(Given information begins)

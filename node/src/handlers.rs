//! Message handlers and the router that binds them to message types.

use std::fmt::Display;
use std::sync::Arc;

use votechain_consensus::{BlockAcceptor, BlockVerdict, ForgeOutcome, Forger};
use votechain_crypto::SigningAdapter;
use votechain_ledger::{Ledger, LedgerError};
use votechain_messages::{
    BlockBody, BlockForgedBody, ErrorBody, ForgeBlockBody, GetBlockBody, GetMissingBlocksBody,
    HeightBody, MessageType, MissingBlocksBody, PeersBody, Ping, Pong, RegisterBody,
    TransactionBody,
};
use votechain_network::{
    ConnectionId, HandlerExt, Hub, KnownAddressAuthorizer, NetworkError, PublicKeyAuthorizer,
    Router, SignatureAuthorizer,
};
use votechain_types::{NodeType, PublicKey};

use crate::metrics::NodeMetrics;

/// Everything a handler may touch.
pub struct NodeContext {
    pub ledger: Arc<Ledger>,
    pub hub: Arc<Hub>,
    pub signer: Arc<dyn SigningAdapter>,
    pub metrics: Arc<NodeMetrics>,
    pub authority_key: PublicKey,
    forger: Forger,
    acceptor: BlockAcceptor,
}

impl NodeContext {
    pub fn new(
        ledger: Arc<Ledger>,
        hub: Arc<Hub>,
        signer: Arc<dyn SigningAdapter>,
        metrics: Arc<NodeMetrics>,
        authority_key: PublicKey,
    ) -> Self {
        Self {
            forger: Forger::new(ledger.clone(), signer.clone()),
            acceptor: BlockAcceptor::new(ledger.clone(), signer.clone()),
            ledger,
            hub,
            signer,
            metrics,
            authority_key,
        }
    }

    fn update_peer_gauge(&self) {
        self.metrics
            .peer_count
            .set(self.hub.registered_count() as i64);
    }

    /// Push a transaction to every registered peer.
    fn announce(&self, transaction: &votechain_ledger::Transaction) -> Result<usize, NetworkError> {
        let pong = Pong::push(
            MessageType::TransactionReceived,
            &TransactionBody {
                transaction: transaction.clone(),
            },
        )?;
        Ok(self.hub.broadcast(&pong))
    }
}

/// Local failures surface as handler errors; the router answers them with
/// `unknown-error`.
fn local<E: Display>(e: E) -> NetworkError {
    NetworkError::Handler(e.to_string())
}

/// Build the router for a node.
pub fn build_router(ctx: Arc<NodeContext>) -> Router {
    let height = ctx.clone();
    let block = ctx.clone();
    let missing = ctx.clone();
    let registration = ctx.clone();
    let forge = ctx.clone();
    let forged = ctx.clone();
    let received = ctx.clone();
    let known = KnownAddressAuthorizer::new(ctx.ledger.clone());
    let authority = PublicKeyAuthorizer::new(ctx.authority_key);

    Router::new()
        .route(MessageType::GetHeight, move |ping: &Ping, conn: ConnectionId| {
            get_height(&height, ping, conn)
        })
        .route(MessageType::GetBlock, move |ping: &Ping, conn: ConnectionId| {
            get_block(&block, ping, conn)
        })
        .route(
            MessageType::GetMissingBlocks,
            move |ping: &Ping, conn: ConnectionId| get_missing_blocks(&missing, ping, conn),
        )
        .route(
            MessageType::Register,
            (move |ping: &Ping, conn: ConnectionId| register(&registration, ping, conn))
                .authorized(known),
        )
        .route(
            MessageType::ForgeBlock,
            (move |ping: &Ping, conn: ConnectionId| forge_block(&forge, ping, conn))
                .authorized(authority),
        )
        .route(
            MessageType::BlockForged,
            (move |ping: &Ping, conn: ConnectionId| block_forged(&forged, ping, conn))
                .authorized(SignatureAuthorizer),
        )
        .route(
            MessageType::TransactionReceived,
            (move |ping: &Ping, conn: ConnectionId| transaction_received(&received, ping, conn))
                .authorized(SignatureAuthorizer),
        )
}

fn get_height(ctx: &NodeContext, _: &Ping, _: ConnectionId) -> Result<Pong, NetworkError> {
    let height = ctx.ledger.height().map_err(local)?;
    Ok(Pong::response(&HeightBody { height })?)
}

fn get_block(ctx: &NodeContext, ping: &Ping, _: ConnectionId) -> Result<Pong, NetworkError> {
    let body: GetBlockBody = ping.decode_body()?;
    match ctx.ledger.get_block(&body.hash).map_err(local)? {
        Some(block) => Ok(Pong::response(&BlockBody { block })?),
        None => Ok(Pong::error(ErrorBody::block_not_found(&body.hash))),
    }
}

fn get_missing_blocks(
    ctx: &NodeContext,
    ping: &Ping,
    _: ConnectionId,
) -> Result<Pong, NetworkError> {
    let body: GetMissingBlocksBody = ping.decode_body()?;
    let tip = ctx.ledger.tip().map_err(local)?;
    let blocks = ctx
        .ledger
        .get_missing_blocks(tip, body.last_block)
        .map_err(local)?;
    Ok(Pong::response(&MissingBlocksBody { blocks })?)
}

fn register(ctx: &NodeContext, ping: &Ping, conn: ConnectionId) -> Result<Pong, NetworkError> {
    let body: RegisterBody = ping.decode_body()?;
    if body.node_id.is_empty() {
        return Ok(Pong::error(ErrorBody::invalid_data(MessageType::Register)));
    }
    let peers = ctx
        .hub
        .register_atomically(conn, &body.node_id, NodeType::Regular)?;
    ctx.update_peer_gauge();
    Ok(Pong::response(&PeersBody { peers })?)
}

fn forge_block(ctx: &NodeContext, ping: &Ping, _: ConnectionId) -> Result<Pong, NetworkError> {
    let body: ForgeBlockBody = ping.decode_body()?;
    match ctx.forger.forge(body.height).map_err(local)? {
        ForgeOutcome::Forged { block, height } => {
            ctx.metrics.blocks_forged.inc();
            let push = Pong::push(MessageType::BlockForged, &BlockForgedBody { height, block })?;
            let sent = ctx.hub.broadcast(&push);
            tracing::info!(height, peers = sent, "forged block announced");
        }
        outcome => tracing::debug!(?outcome, "nothing forged"),
    }
    Ok(Pong::no_action())
}

fn block_forged(ctx: &NodeContext, ping: &Ping, conn: ConnectionId) -> Result<Pong, NetworkError> {
    let body: BlockForgedBody = ping.decode_body()?;
    let sender = ping.sender_address()?;
    let verdict = ctx
        .acceptor
        .accept(&body.block, body.height, &sender)
        .map_err(local)?;
    match verdict {
        BlockVerdict::Accepted { hash, return_stake } => {
            ctx.metrics.blocks_accepted.inc();
            if let Some(refund) = return_stake {
                let sent = ctx.announce(&refund)?;
                tracing::info!(block = %hash, refund = %refund.id, peers = sent, "stake returned");
            }
            Ok(Pong::no_action())
        }
        BlockVerdict::Stale { reason } => {
            ctx.metrics.stale_blocks.inc();
            Ok(Pong::error(ErrorBody::stale_block(reason)))
        }
        BlockVerdict::Punished { stake, reason } => {
            ctx.metrics.blocks_punished.inc();
            if let Some(stake) = stake {
                ctx.announce(&stake)?;
            }
            tracing::warn!(
                connection = %conn,
                forger = %sender.short(),
                %reason,
                "disconnecting forger of invalid block"
            );
            Ok(Pong::disconnect())
        }
    }
}

fn transaction_received(
    ctx: &NodeContext,
    ping: &Ping,
    conn: ConnectionId,
) -> Result<Pong, NetworkError> {
    let body: TransactionBody = ping.decode_body()?;
    let tx = body.transaction;
    if !tx.id_matches().map_err(local)? {
        tracing::debug!(connection = %conn, tx = %tx.id, "transaction id does not match contents");
        return Ok(Pong::error(ErrorBody::invalid_data(
            MessageType::TransactionReceived,
        )));
    }
    match ctx.ledger.put_pending(&tx) {
        Ok(true) => {
            ctx.metrics.transactions_received.inc();
            tracing::debug!(connection = %conn, tx = %tx.id, "transaction pending");
        }
        Ok(false) => {}
        Err(LedgerError::InvalidTransaction(reason)) => {
            tracing::debug!(connection = %conn, tx = %tx.id, %reason, "transaction refused");
            return Ok(Pong::error(ErrorBody::invalid_data(
                MessageType::TransactionReceived,
            )));
        }
        Err(e) => return Err(local(e)),
    }
    Ok(Pong::no_action())
}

(Given information ends)

• Directions:
Scan the listing for "reason" and copy out each line that has it.

• Task result:
        BlockVerdict::Stale { reason } => {
            Ok(Pong::error(ErrorBody::stale_block(reason)))
        BlockVerdict::Punished { stake, reason } => {
                %reason,
        Err(LedgerError::InvalidTransaction(reason)) => {
            tracing::debug!(connection = %conn, tx = %tx.id, %reason, "transaction refused");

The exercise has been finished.